Son cauchemar a commencé par des tics dans les yeux, au primaire. Parce qu’il était turbulent en classe, on lui faisait prendre du Ritalin. Selon lui, le médicament a contribué à aggraver son cas.

« Les enfants atteints du syndrome Gilles de la Tourette ont souvent plus d’énergie que la moyenne. Pourtant, quand mes parents m’amenaient à un concert, je restais tranquille et j’écoutais la musique sans bouger pendant plus d’une heure. Je disais à ma mère : “Tu vois bien que je ne suis pas hyperactif !” »

Mais l’école exigeait qu’il prenne le médicament. En 1re secondaire, les intervenants, qui n’en pouvaient plus, ont exigé qu’on lui administre une troisième dose quotidienne.

« Quelques jours après, j’ai commencé à avoir des spasmes dans le bras, qui sont plus tard devenus des spasmes corporels. Dans la pire période, j’avais de 1200 à 1400 spasmes par jour. C’était impossible que j’écoute en classe. »

L’adolescence n’est jamais une période facile. Pour lui, ce fut encore pire à cause des moqueries de ses camarades. « Je me faisais écœurer à cause de mes tics et, en plus, j’avais les dents avancées. J’étais une cible facile », raconte-t-il.

La guitare a été son refuge. Et avec les années, les symptômes se sont estompés. Aujourd’hui, les spasmes se limitent à une dizaine par jour. D’ailleurs, pendant les 30 premières minutes de notre entretien avec lui, pas le moindre symptôme n’est apparu. C’est en abordant le sujet de la maladie qu’on l’a vu traversé pour la première fois d’un brusque tressaillement. Car, à l’inverse de la musique, certains facteurs aggravent les symptômes : les bains de foule (sauf les concerts), la fatigue et le fait d’en parler.

« La musique m’a aidé à comprendre qu’il y a un moyen, psychologique et neurologique, d’avoir un corridor pour que les symptômes s’arrêtent complètement, dit-il. Comment cette porte s’ouvre-t-elle dans ma tête ? Je l’ignore. Mais quand je donne un concert d’une heure, je suis complètement épuisé à la fin. Même si je trouvais comment ouvrir la porte qui arrête les symptômes, ce ne serait sans doute pas possible de le faire en tout temps. »

« Il faut apprendre à vivre avec le syndrome et le concert est un moment privilégié. »

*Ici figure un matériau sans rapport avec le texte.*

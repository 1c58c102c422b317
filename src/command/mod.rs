mod cache;
mod suggest;

pub use cache::{run_cache_clear, run_cache_list};
pub use suggest::run_suggest;
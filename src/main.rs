use anyhow::Result;
use clap::Parser;
use tracing_subscriber::{fmt, EnvFilter};

mod api;
mod cache;
mod cli;
mod command;
mod domain;
mod heuristic;
mod source;
mod suggest;

use cli::{resolve_cache_dir, CacheAction, Cli, Commands};

#[tokio::main]
async fn main() -> Result<()> {
    let cli = Cli::parse();

    // Initialize logging
    let filter = if cli.verbose {
        EnvFilter::new("debug")
    } else {
        EnvFilter::new("info")
    };

    fmt()
        .with_env_filter(filter)
        .with_writer(std::io::stderr)
        .init();

    match cli.command {
        Some(Commands::Suggest(args)) => {
            let cache_dir = resolve_cache_dir(cli.cache_dir)?;
            command::run_suggest(&cache_dir, args).await?;
        }
        Some(Commands::Cache { action }) => {
            let cache_dir = resolve_cache_dir(cli.cache_dir)?;
            match action {
                CacheAction::List { limit } => command::run_cache_list(&cache_dir, limit)?,
                CacheAction::Clear => command::run_cache_clear(&cache_dir)?,
            }
        }
        None => {
            // No command specified, show help
            eprintln!("No command specified. Use --help for usage information.");
            eprintln!("Use 'git diff | commitwise suggest' to get a commit message suggestion.");
        }
    }

    Ok(())
}
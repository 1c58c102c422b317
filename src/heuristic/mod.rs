//! Deterministic local classifier.
//!
//! Used when the remote classifier is unavailable. Classification runs in
//! two stages: [`features::extract`] turns the diff into a
//! `FeatureVector` by walking the pattern table, then
//! [`decision::decide`] applies a fixed precedence and
//! [`decision::describe`] renders the message from a template.
//!
//! No I/O happens here; the same input always yields the same suggestion.

mod decision;
mod features;
mod patterns;

use crate::domain::{ChangeSummary, CommitSuggestion};

/// Classify a diff without contacting any service.
pub fn classify(diff_text: &str, summary: Option<&ChangeSummary>) -> CommitSuggestion {
    let features = features::extract(diff_text, summary);
    let trigger = decision::decide(&features);
    let message = decision::describe(trigger, &features, summary);
    CommitSuggestion::new(trigger.category().as_str(), message)
}

#[cfg(test)]
mod tests {
    use super::*;
    use crate::domain::MAX_MESSAGE_CHARS;

    #[test]
    fn test_bug_vocabulary_without_tests_is_bug_fix() {
        let diff = "\
diff --git a/src/parser.rs b/src/parser.rs
--- a/src/parser.rs
+++ b/src/parser.rs
@@ -10,2 +10,3 @@
-    let end = input.len();
+    // fix crash on empty input
+    let end = input.len().max(1);
";
        let suggestion = classify(diff, None);
        assert_eq!(suggestion.intent, "fix");
        assert_eq!(suggestion.message, "fix bugs");
    }

    #[test]
    fn test_bug_in_test_file_is_test_fix() {
        let diff = "\
diff --git a/tests/math_test.py b/tests/math_test.py
--- a/tests/math_test.py
+++ b/tests/math_test.py
@@ -1 +1 @@
-assert add(1, 1) == 3  # bug
+assert add(1, 1) == 2
";
        let summary = ChangeSummary {
            total_files: Some(2),
            renamed_files: None,
        };
        let suggestion = classify(diff, Some(&summary));
        assert_eq!(suggestion.intent, "fix");
        assert_eq!(suggestion.message, "fix failing tests in 2 files");
    }

    #[test]
    fn test_new_exported_function_is_feature() {
        let diff = "\
diff --git a/src/utils.js b/src/utils.js
--- a/src/utils.js
+++ b/src/utils.js
@@ -1,0 +1,3 @@
+export function slugify(title) {
+  return title.toLowerCase().replace(/ /g, '-');
+}
";
        let suggestion = classify(diff, None);
        assert_eq!(suggestion.intent, "feat");
        assert!(suggestion.message.contains("functionality"));
    }

    #[test]
    fn test_new_route_is_endpoint_feature() {
        let diff = "\
diff --git a/server/routes.js b/server/routes.js
--- a/server/routes.js
+++ b/server/routes.js
@@ -3,0 +4 @@
+app.post('/api/orders', createOrder);
";
        let summary = ChangeSummary {
            total_files: Some(1),
            renamed_files: None,
        };
        let suggestion = classify(diff, Some(&summary));
        assert_eq!(suggestion.intent, "feat");
        assert_eq!(suggestion.message, "add new API endpoints");
    }

    #[test]
    fn test_whitespace_only_is_style() {
        let diff = "\
diff --git a/src/main.rs b/src/main.rs
--- a/src/main.rs
+++ b/src/main.rs
@@ -1,4 +1,4 @@
-    }
+}
-
+
";
        let suggestion = classify(diff, None);
        assert_eq!(suggestion.intent, "style");
        assert_eq!(suggestion.message, "format and style code");
    }

    #[test]
    fn test_docs_change() {
        let diff = "\
diff --git a/README.md b/README.md
--- a/README.md
+++ b/README.md
@@ -1 +1,2 @@
 # Project
+Install with cargo.
";
        let suggestion = classify(diff, None);
        assert_eq!(suggestion.intent, "docs");
        assert_eq!(suggestion.message, "update documentation");
    }

    #[test]
    fn test_dependency_bump_is_chore() {
        let diff = "\
diff --git a/Cargo.toml b/Cargo.toml
--- a/Cargo.toml
+++ b/Cargo.toml
@@ -8 +8 @@
-serde = \"1.0.100\"
+serde = \"1.0.200\"
";
        let suggestion = classify(diff, None);
        assert_eq!(suggestion.intent, "chore");
        assert_eq!(suggestion.message, "update dependencies");
    }

    #[test]
    fn test_renames_with_edits_restructure() {
        let diff = "\
diff --git a/src/old/mod.rs b/src/core/mod.rs
similarity index 90%
rename from src/old/mod.rs
rename to src/core/mod.rs
--- a/src/old/mod.rs
+++ b/src/core/mod.rs
@@ -1 +1 @@
-use crate::old::Thing;
+use crate::core::Thing;
";
        let summary = ChangeSummary {
            total_files: Some(3),
            renamed_files: Some(1),
        };
        let suggestion = classify(diff, Some(&summary));
        assert_eq!(suggestion.intent, "refactor");
        assert_eq!(suggestion.message, "restructure code in 3 files");
    }

    #[test]
    fn test_empty_diff_is_chore() {
        let suggestion = classify("", None);
        assert_eq!(suggestion.intent, "chore");
        assert!(!suggestion.message.is_empty());
    }

    #[test]
    fn test_plain_edit_is_update() {
        let suggestion = classify("-let total = a + b;\n+let total = a + b + c;", None);
        assert_eq!(suggestion.intent, "update");
        assert_eq!(suggestion.message, "update code");
    }

    #[test]
    fn test_deterministic_and_bounded() {
        let diff = "+pub struct Widget;\n+impl Widget {}\n";
        let first = classify(diff, None);
        let second = classify(diff, None);
        assert_eq!(first, second);
        assert!(first.message.chars().count() <= MAX_MESSAGE_CHARS);
    }
}
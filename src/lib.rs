//! # fsrouter
//!
//! **fsrouter** puts chains of path-pattern middleware in front of named
//! operations, in the style of an HTTP router, but for filesystem-style calls
//! such as `stat`, `readFile` or `mkdirSync`.
//!
//! ## Overview
//!
//! An [`OperationTable`] holds the original operations. A [`Router`] wraps
//! them: handlers are registered per operation against a path template, and
//! every call runs the handlers whose template matches the call's first
//! argument, in registration order. Any handler may end the chain with a
//! result of its own; otherwise the original operation runs unchanged.
//!
//! Two call conventions are supported:
//!
//! - **Blocking** operations return their result directly
//!   ([`Operations::call_sync`])
//! - **Deferred** operations deliver it through a completion callback
//!   ([`Operations::call`]) or a future ([`Operations::call_async`])
//!
//! ## Architecture
//!
//! - **[`pattern`]** - Path template compilation and matching
//! - **[`operation`]** - The original operations and their call conventions
//! - **[`dispatcher`]** - Bindings, handler chains and the call facade
//! - **[`error`]** - Registration and chain errors
//! - **[`runtime_config`]** - Environment-driven matcher configuration
//! - **[`logging`]** - Structured logging setup
//!
//! ## Quick Start
//!
//! ```rust
//! use fsrouter::{OperationTable, Router};
//! use serde_json::json;
//!
//! let table = OperationTable::new()
//!     .blocking("statSync", |inv| Ok(json!({ "path": inv.path, "size": 0 })));
//!
//! let router = Router::new(table);
//! router
//!     .stat_sync("/virtual/:name", |req, res, _next| {
//!         res.end(json!({ "path": req.path, "virtual": req.get_param("name") }));
//!     })
//!     .unwrap();
//!
//! let fs = router.operations();
//! let stat = fs.call_sync("statSync", "/virtual/a.txt", vec![]).unwrap();
//! assert_eq!(stat["virtual"], json!("a.txt"));
//! ```
//!
//! ## Handler Outcomes
//!
//! A handler is any `Fn(Request, Response, Next) -> R` where `R` converts into
//! [`Handled`]: `()`, a `Result<(), E>`, or a boxed future of
//! `anyhow::Result<()>`. Failures abort the chain and reach the caller as a
//! [`HandlerError`] wrapping the handler's own error.

pub mod dispatcher;
pub mod error;
pub mod logging;
pub mod operation;
pub mod pattern;
pub mod runtime_config;

pub use dispatcher::{
    Handled, Handler, Next, Operations, Request, Response, Router, RouterBuilder,
    SUPPORTED_OPERATIONS,
};
pub use error::{DispatchError, HandlerError, InvalidPatternError, OperationMode};
pub use operation::{Invocation, Operation, OperationTable};
pub use pattern::{MatchOptions, PathMatcher, PatternMatcher};
pub use runtime_config::RouterConfig;
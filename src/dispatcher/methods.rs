//! One registration method per wrapped filesystem operation.

use super::core::Router;
use super::handler::{Handled, Next, Request, Response};
use crate::error::DispatchError;

macro_rules! operation_methods {
    ($($method:ident => $name:literal),+ $(,)?) => {
        /// Operation names that have a registration method on [`Router`].
        pub const SUPPORTED_OPERATIONS: &[&str] = &[$($name),+];

        impl Router {
            $(
                #[doc = concat!("Bind `handler` to `template` for `", $name, "`.")]
                ///
                /// # Errors
                ///
                /// See [`Router::register`].
                pub fn $method<F, R>(&self, template: &str, handler: F) -> Result<(), DispatchError>
                where
                    F: Fn(Request, Response, Next) -> R + Send + Sync + 'static,
                    R: Into<Handled>,
                {
                    self.register($name, template, handler)
                }
            )+
        }
    };
}

operation_methods! {
    access => "access",
    access_sync => "accessSync",
    append_file => "appendFile",
    append_file_sync => "appendFileSync",
    chmod => "chmod",
    chmod_sync => "chmodSync",
    chown => "chown",
    chown_sync => "chownSync",
    create_read_stream => "createReadStream",
    create_write_stream => "createWriteStream",
    exists_sync => "existsSync",
    lchmod => "lchmod",
    lchmod_sync => "lchmodSync",
    lchown => "lchown",
    lchown_sync => "lchownSync",
    lstat => "lstat",
    lstat_sync => "lstatSync",
    mkdir => "mkdir",
    mkdir_sync => "mkdirSync",
    open => "open",
    opendir => "opendir",
    opendir_sync => "opendirSync",
    open_sync => "openSync",
    readdir => "readdir",
    readdir_sync => "readdirSync",
    read_file => "readFile",
    read_file_sync => "readFileSync",
    readlink => "readlink",
    readlink_sync => "readlinkSync",
    realpath => "realpath",
    realpath_sync => "realpathSync",
    rmdir => "rmdir",
    rmdir_sync => "rmdirSync",
    stat => "stat",
    stat_sync => "statSync",
    truncate => "truncate",
    truncate_sync => "truncateSync",
    unlink => "unlink",
    unlink_sync => "unlinkSync",
    utimes => "utimes",
    utimes_sync => "utimesSync",
}
//! # Pattern Module
//!
//! Path templates and the matcher contract the router compiles them with.
//!
//! ## Overview
//!
//! The router never interprets templates itself. It hands each template to a
//! [`PatternMatcher`] at registration time and keeps the resulting
//! [`CompiledPattern`]. On every invocation the compiled pattern is tested
//! against the operation's first argument; a hit yields a [`PatternMatch`]
//! with the extracted parameters and the matched portion of the path.
//!
//! ## Template syntax
//!
//! [`PathMatcher`] is the default matcher. Templates compile to a single
//! anchored regex:
//!
//! | Template            | Matches                      | Params                 |
//! |---------------------|------------------------------|------------------------|
//! | `/some-file`        | `/some-file`                 | none                   |
//! | `/:file`            | `/some-file`                 | `file = "some-file"`   |
//! | `/{file}`           | `/some-file`                 | `file = "some-file"`   |
//! | `/user/:id(\d+)`    | `/user/42`                   | `id = "42"`            |
//! | `/files/:name?`     | `/files`, `/files/a`         | `name` when present    |
//! | `/files/:rest*`     | `/files`, `/files/a/b`       | `rest = "a/b"`         |
//! | `/files/:rest+`     | `/files/a`, `/files/a/b`     | `rest = "a/b"`         |
//! | `/assets/*`         | `/assets/css/site.css`       | `0 = "css/site.css"`   |
//!
//! A parameter without a custom pattern stops at `/`, `#` and `?` and takes
//! as little as it can, so in `/:a-:b` the first `-` splits the two.
//! Matching is case-insensitive and tolerates a trailing `/` unless
//! [`MatchOptions`] say otherwise.
//!
//! ## Example
//!
//! ```rust
//! use fsrouter::pattern::{MatchOptions, PathPattern};
//!
//! let pattern = PathPattern::compile("/:file", MatchOptions::default()).unwrap();
//! let matched = pattern.matches("/some-file").unwrap();
//! assert_eq!(matched.get_param("file"), Some("some-file"));
//! assert_eq!(matched.path, "/some-file");
//! ```

mod core;
#[cfg(test)]
mod tests;

pub use core::{
    CompiledPattern, MatchOptions, ParamVec, PathMatcher, PathPattern, PatternMatch,
    PatternMatcher, MAX_INLINE_PARAMS,
};
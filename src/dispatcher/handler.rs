use futures::future::BoxFuture;
use futures::FutureExt;
use parking_lot::Mutex;
use serde_json::Value;
use std::any::Any;
use std::collections::HashMap;
use std::fmt;
use std::future::Future;
use std::panic::AssertUnwindSafe;
use std::sync::Arc;
use tokio::runtime::{Handle, RuntimeFlavor};
use tracing::warn;

use crate::pattern::{ParamVec, PatternMatch};

/// What a handler sees of one invocation.
///
/// Built fresh for every binding that matches, from that binding's match and
/// the full original argument list. Cheap to clone, so async handlers can move
/// it into their future.
#[derive(Debug, Clone)]
pub struct Request {
    /// Name of the intercepted operation
    pub operation: Arc<str>,
    /// Parameters extracted by this binding's pattern
    pub params: ParamVec,
    /// The portion of the path this binding's pattern matched
    pub path: String,
    /// Every positional argument of the call, path first
    pub args: Arc<[Value]>,
}

impl Request {
    pub(crate) fn new(operation: Arc<str>, matched: PatternMatch, args: Arc<[Value]>) -> Self {
        Self {
            operation,
            params: matched.params,
            path: matched.path,
            args,
        }
    }

    /// Get a path parameter by name
    ///
    /// Uses "last write wins" semantics, matching [`PatternMatch::get_param`].
    #[inline]
    #[must_use]
    pub fn get_param(&self, name: &str) -> Option<&str> {
        self.params
            .iter()
            .rfind(|(k, _)| k.as_ref() == name)
            .map(|(_, v)| v.as_str())
    }

    /// Get a positional argument; index 0 is the path.
    #[inline]
    #[must_use]
    pub fn arg(&self, index: usize) -> Option<&Value> {
        self.args.get(index)
    }

    /// Convert params to HashMap for compatibility
    /// Note: This allocates - use get_param() in hot paths
    #[must_use]
    pub fn params_map(&self) -> HashMap<String, String> {
        self.params
            .iter()
            .map(|(k, v)| (k.to_string(), v.clone()))
            .collect()
    }
}

/// Ends the chain of one invocation.
///
/// One `Response` is shared by every handler evaluated for a call, so `end`
/// from any of them short-circuits the whole chain.
#[derive(Clone, Default)]
pub struct Response {
    payload: Arc<Mutex<Option<Value>>>,
}

impl Response {
    pub(crate) fn new() -> Self {
        Self::default()
    }

    /// Record `payload` as the call's result and stop the chain.
    ///
    /// The first `end` wins. Later calls leave the recorded payload alone and
    /// return `false`. `Value::Null` is a valid payload.
    pub fn end(&self, payload: impl Into<Value>) -> bool {
        let mut slot = self.payload.lock();
        if slot.is_some() {
            warn!("Response already ended - payload ignored");
            return false;
        }
        *slot = Some(payload.into());
        true
    }

    /// True once a handler has called [`Response::end`].
    #[must_use]
    pub fn is_ended(&self) -> bool {
        self.payload.lock().is_some()
    }

    pub(crate) fn take(&self) -> Option<Value> {
        self.payload.lock().take()
    }
}

impl fmt::Debug for Response {
    fn fmt(&self, f: &mut fmt::Formatter<'_>) -> fmt::Result {
        f.debug_struct("Response")
            .field("ended", &self.is_ended())
            .finish()
    }
}

/// Continuation token handed to every handler.
///
/// Calling [`Next::proceed`] passes control to the next matching binding, or
/// to the original operation after the last one. Returning without ending the
/// response does the same.
#[derive(Debug)]
pub struct Next {
    _private: (),
}

impl Next {
    pub(crate) fn new() -> Self {
        Self { _private: () }
    }

    pub fn proceed(self) {}
}

/// Outcome of a handler call: already settled, or still pending.
pub enum Handled {
    Ready(anyhow::Result<()>),
    Pending(BoxFuture<'static, anyhow::Result<()>>),
}

impl Handled {
    /// Wrap an async handler body.
    pub fn pending<F>(future: F) -> Self
    where
        F: Future<Output = anyhow::Result<()>> + Send + 'static,
    {
        Handled::Pending(Box::pin(future))
    }

    /// Wait for the outcome without blocking the executor.
    ///
    /// A panic inside a pending handler settles as an error.
    pub async fn settle(self) -> anyhow::Result<()> {
        match self {
            Handled::Ready(result) => result,
            Handled::Pending(future) => AssertUnwindSafe(future)
                .catch_unwind()
                .await
                .unwrap_or_else(|payload| Err(panic_error(payload))),
        }
    }

    /// Drive the outcome to completion on the calling thread.
    ///
    /// On a multi-thread tokio worker the future runs through `block_in_place`
    /// so tokio timers and IO keep being driven. Anywhere else it runs on a
    /// local executor; inside a current-thread runtime that means a handler
    /// awaiting tokio timers or IO never completes.
    pub fn settle_blocking(self) -> anyhow::Result<()> {
        let future = match self {
            Handled::Ready(result) => return result,
            Handled::Pending(future) => AssertUnwindSafe(future).catch_unwind(),
        };
        let settled = match Handle::try_current() {
            Ok(handle) if handle.runtime_flavor() == RuntimeFlavor::MultiThread => {
                tokio::task::block_in_place(|| handle.block_on(future))
            }
            _ => futures::executor::block_on(future),
        };
        settled.unwrap_or_else(|payload| Err(panic_error(payload)))
    }
}

/// Turn a caught handler panic into an error.
pub(crate) fn panic_error(payload: Box<dyn Any + Send>) -> anyhow::Error {
    let message = payload
        .downcast_ref::<&str>()
        .map(|s| (*s).to_string())
        .or_else(|| payload.downcast_ref::<String>().cloned())
        .unwrap_or_else(|| "non-string panic payload".to_string());
    anyhow::anyhow!("Handler panicked: {message}")
}

impl fmt::Debug for Handled {
    fn fmt(&self, f: &mut fmt::Formatter<'_>) -> fmt::Result {
        match self {
            Handled::Ready(result) => f.debug_tuple("Ready").field(result).finish(),
            Handled::Pending(_) => f.write_str("Pending(..)"),
        }
    }
}

impl From<()> for Handled {
    fn from((): ()) -> Self {
        Handled::Ready(Ok(()))
    }
}

impl<E> From<Result<(), E>> for Handled
where
    E: Into<anyhow::Error>,
{
    fn from(result: Result<(), E>) -> Self {
        Handled::Ready(result.map_err(Into::into))
    }
}

impl From<BoxFuture<'static, anyhow::Result<()>>> for Handled {
    fn from(future: BoxFuture<'static, anyhow::Result<()>>) -> Self {
        Handled::Pending(future)
    }
}

/// A middleware bound to a path template.
///
/// Closures `Fn(Request, Response, Next) -> R` where `R: Into<Handled>`
/// implement this automatically, so a handler may return `()`, a `Result`, or
/// a boxed future without saying which up front.
pub trait Handler: Send + Sync {
    fn handle(&self, req: Request, res: Response, next: Next) -> Handled;
}

impl<F, R> Handler for F
where
    F: Fn(Request, Response, Next) -> R + Send + Sync,
    R: Into<Handled>,
{
    fn handle(&self, req: Request, res: Response, next: Next) -> Handled {
        self(req, res, next).into()
    }
}
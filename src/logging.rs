//! Structured logging setup
//!
//! The router emits `tracing` events for registration and for every chain it
//! runs. This module installs a subscriber for them:
//! - JSON output for production, pretty-print for development
//! - Sampling strategies (all, error-only, sampled), since chain events fire
//!   once per intercepted call
//! - Per-target filter directives
//!
//! Libraries embedding the router usually install their own subscriber and
//! never call [`init_logging_with_config`].

use anyhow::{Context, Result};
use std::env;
use std::sync::atomic::{AtomicU64, Ordering};
use tracing::Level;
use tracing::subscriber::Interest;
use tracing::{Event, Metadata, Subscriber};
use tracing_subscriber::filter::Directive;
use tracing_subscriber::layer::{Context as LayerContext, SubscriberExt};
use tracing_subscriber::registry::LookupSpan;
use tracing_subscriber::util::SubscriberInitExt;
use tracing_subscriber::{EnvFilter, Layer};

/// Log format: JSON for production, pretty-print for development
#[derive(Debug, Clone, Copy, PartialEq, Eq)]
pub enum LogFormat {
    Json,
    Pretty,
}

impl LogFormat {
    #[must_use]
    pub fn parse(s: &str) -> Self {
        match s.to_lowercase().as_str() {
            "pretty" => LogFormat::Pretty,
            _ => LogFormat::Json,
        }
    }
}

/// Sampling mode: how to decide which events to emit
#[derive(Debug, Clone, Copy, PartialEq, Eq)]
pub enum SamplingMode {
    /// Log everything
    All,
    /// Log only WARN and ERROR levels
    ErrorOnly,
    /// Sample routine chain events, log all warnings and errors
    Sampled,
}

impl SamplingMode {
    #[must_use]
    pub fn parse(s: &str) -> Self {
        match s.to_lowercase().as_str() {
            "error-only" | "error_only" => SamplingMode::ErrorOnly,
            "sampled" => SamplingMode::Sampled,
            _ => SamplingMode::All,
        }
    }
}

/// Logging configuration
#[derive(Debug, Clone)]
pub struct LogConfig {
    /// Log level: trace/debug/info/warn/error
    pub log_level: String,
    /// Log format: json/pretty
    pub format: LogFormat,
    /// Sampling mode: all/error-only/sampled
    pub sampling_mode: SamplingMode,
    /// Sampling rate (0.0-1.0) for Sampled mode
    pub sampling_rate: f64,
    /// Extra filter directives (comma-separated), e.g. `fsrouter::pattern=warn`
    pub target_filter: Option<String>,
    /// Include file:line location
    pub include_location: bool,
}

impl LogConfig {
    /// Parse configuration from `FSROUTER_LOG_*` environment variables
    #[must_use]
    pub fn from_env() -> Self {
        Self {
            log_level: env::var("FSROUTER_LOG_LEVEL").unwrap_or_else(|_| "info".to_string()),
            format: LogFormat::parse(
                &env::var("FSROUTER_LOG_FORMAT").unwrap_or_else(|_| "json".to_string()),
            ),
            sampling_mode: SamplingMode::parse(
                &env::var("FSROUTER_LOG_SAMPLING_MODE").unwrap_or_else(|_| "all".to_string()),
            ),
            sampling_rate: env::var("FSROUTER_LOG_SAMPLING_RATE")
                .ok()
                .and_then(|s| s.parse().ok())
                .unwrap_or(1.0),
            target_filter: env::var("FSROUTER_LOG_TARGET_FILTER").ok(),
            include_location: env::var("FSROUTER_LOG_INCLUDE_LOCATION")
                .ok()
                .and_then(|s| s.parse().ok())
                .unwrap_or(false),
        }
    }

    /// Create a default configuration for development and tests
    #[must_use]
    pub fn default_dev() -> Self {
        Self {
            log_level: "debug".to_string(),
            format: LogFormat::Pretty,
            sampling_mode: SamplingMode::All,
            sampling_rate: 1.0,
            target_filter: None,
            include_location: true,
        }
    }

    /// Create a default production configuration
    #[must_use]
    pub fn default_prod() -> Self {
        Self {
            log_level: "info".to_string(),
            format: LogFormat::Json,
            sampling_mode: SamplingMode::Sampled,
            sampling_rate: 0.1,
            target_filter: None,
            include_location: false,
        }
    }

    fn level(&self) -> Level {
        match self.log_level.to_lowercase().as_str() {
            "trace" => Level::TRACE,
            "debug" => Level::DEBUG,
            "warn" => Level::WARN,
            "error" => Level::ERROR,
            _ => Level::INFO,
        }
    }
}

/// Sampling layer: decides whether to emit an event based on sampling rules
pub struct SamplingLayer {
    mode: SamplingMode,
    sampling_rate: f64,
    counter: AtomicU64,
}

impl SamplingLayer {
    #[must_use]
    pub fn new(mode: SamplingMode, sampling_rate: f64) -> Self {
        Self {
            mode,
            sampling_rate: sampling_rate.clamp(0.0, 1.0),
            counter: AtomicU64::new(0),
        }
    }

    fn is_important(metadata: &Metadata<'_>) -> bool {
        matches!(*metadata.level(), Level::WARN | Level::ERROR)
    }

    fn should_sample(&self, metadata: &Metadata<'_>) -> bool {
        let important = Self::is_important(metadata);
        match self.mode {
            SamplingMode::All => true,
            SamplingMode::ErrorOnly => important,
            SamplingMode::Sampled => {
                if important {
                    return true;
                }
                if self.sampling_rate <= 0.0 {
                    return false;
                }
                let count = self.counter.fetch_add(1, Ordering::Relaxed);
                #[allow(clippy::cast_possible_truncation, clippy::cast_sign_loss)]
                let interval = (1.0 / self.sampling_rate) as u64;
                interval > 0 && count % interval == 0
            }
        }
    }
}

impl<S> Layer<S> for SamplingLayer
where
    S: Subscriber + for<'a> LookupSpan<'a>,
{
    /// Sampled callsites must be asked on every event; caching an `always`
    /// or `never` interest would keep or drop the callsite wholesale.
    fn register_callsite(&self, metadata: &'static Metadata<'static>) -> Interest {
        match self.mode {
            SamplingMode::Sampled if !Self::is_important(metadata) => Interest::sometimes(),
            _ if self.should_sample(metadata) => Interest::always(),
            _ => Interest::never(),
        }
    }

    fn enabled(&self, metadata: &Metadata<'_>, _ctx: LayerContext<'_, S>) -> bool {
        self.should_sample(metadata)
    }

    fn on_event(&self, _event: &Event<'_>, _ctx: LayerContext<'_, S>) {}
}

/// Initialize logging with `FSROUTER_LOG_*` configuration
///
/// # Errors
///
/// Fails if a global subscriber is already installed.
pub fn init_logging() -> Result<()> {
    init_logging_with_config(&LogConfig::from_env())
}

/// Initialize logging with explicit configuration
///
/// `RUST_LOG`, when set, takes precedence over `config.log_level`.
///
/// # Errors
///
/// Fails on an invalid target filter directive, or if a global subscriber is
/// already installed.
///
/// # Example
///
/// ```no_run
/// use fsrouter::logging::{LogConfig, init_logging_with_config};
///
/// init_logging_with_config(&LogConfig::default_dev())
///     .expect("Failed to initialize logging");
/// ```
pub fn init_logging_with_config(config: &LogConfig) -> Result<()> {
    let mut env_filter = EnvFilter::try_from_default_env()
        .unwrap_or_else(|_| EnvFilter::new(config.level().as_str()));

    if let Some(target_filter) = &config.target_filter {
        for filter in target_filter.split(',').map(str::trim) {
            if filter.is_empty() {
                continue;
            }
            let directive = filter
                .parse::<Directive>()
                .with_context(|| format!("Invalid log filter directive: {filter}"))?;
            env_filter = env_filter.add_directive(directive);
        }
    }

    let sampling_layer = SamplingLayer::new(config.sampling_mode, config.sampling_rate);

    let fmt_layer = match config.format {
        LogFormat::Json => tracing_subscriber::fmt::layer()
            .json()
            .with_current_span(true)
            .with_target(true)
            .with_thread_ids(true)
            .with_span_list(true)
            .with_file(config.include_location)
            .with_line_number(config.include_location)
            .boxed(),
        LogFormat::Pretty => tracing_subscriber::fmt::layer()
            .pretty()
            .with_target(true)
            .with_thread_ids(false)
            .with_file(config.include_location)
            .with_line_number(config.include_location)
            .boxed(),
    };

    tracing_subscriber::registry()
        .with(env_filter)
        .with(sampling_layer)
        .with(fmt_layer)
        .try_init()
        .context("Failed to initialize logging")?;

    Ok(())
}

— Thierry Bégin-Lamontagne

Bien que la vie de Thierry Bégin-Lamontagne ait pris une tournure positive, la situation n’est pas encore rose. Criblé de dettes d’études, il a dû retourner vivre chez ses parents. En Espagne, en Allemagne, au Brésil ou en Argentine, un guitariste classique peut gagner plus facilement sa vie qu’ici. Mais au Québec, c’est un parcours du combattant.

« N’allons pas croire que je fais de l’argent avec ça, dit-il. Tout ce que je gagne dans les concours, je le dépense en billets d’avion. »

La guitare fait plutôt bande à part dans le monde classique au Québec. Il est difficile de percer dans le réseau des salles de concert, surtout à Montréal. Surtout quand, comme lui, on n’a pas encore enregistré d’album. Pour le moment, c’est sa mère, Joanne Bégin, qui gère sa carrière.

Mais Thierry Bégin-Lamontagne en a vu d’autres. Il est déterminé à vivre de son art et ne baisse pas les bras. Question de pouvoir continuer, il donnera un concert-bénéfice dans son patelin, à Cowansville, en février. Il lancera aussi bientôt une campagne de sociofinancement pour lui permettre d’enregistrer son premier disque.

À l’église Sainte-Rose-de-Lima de Cowansville, le 7 février, à 19 h 30.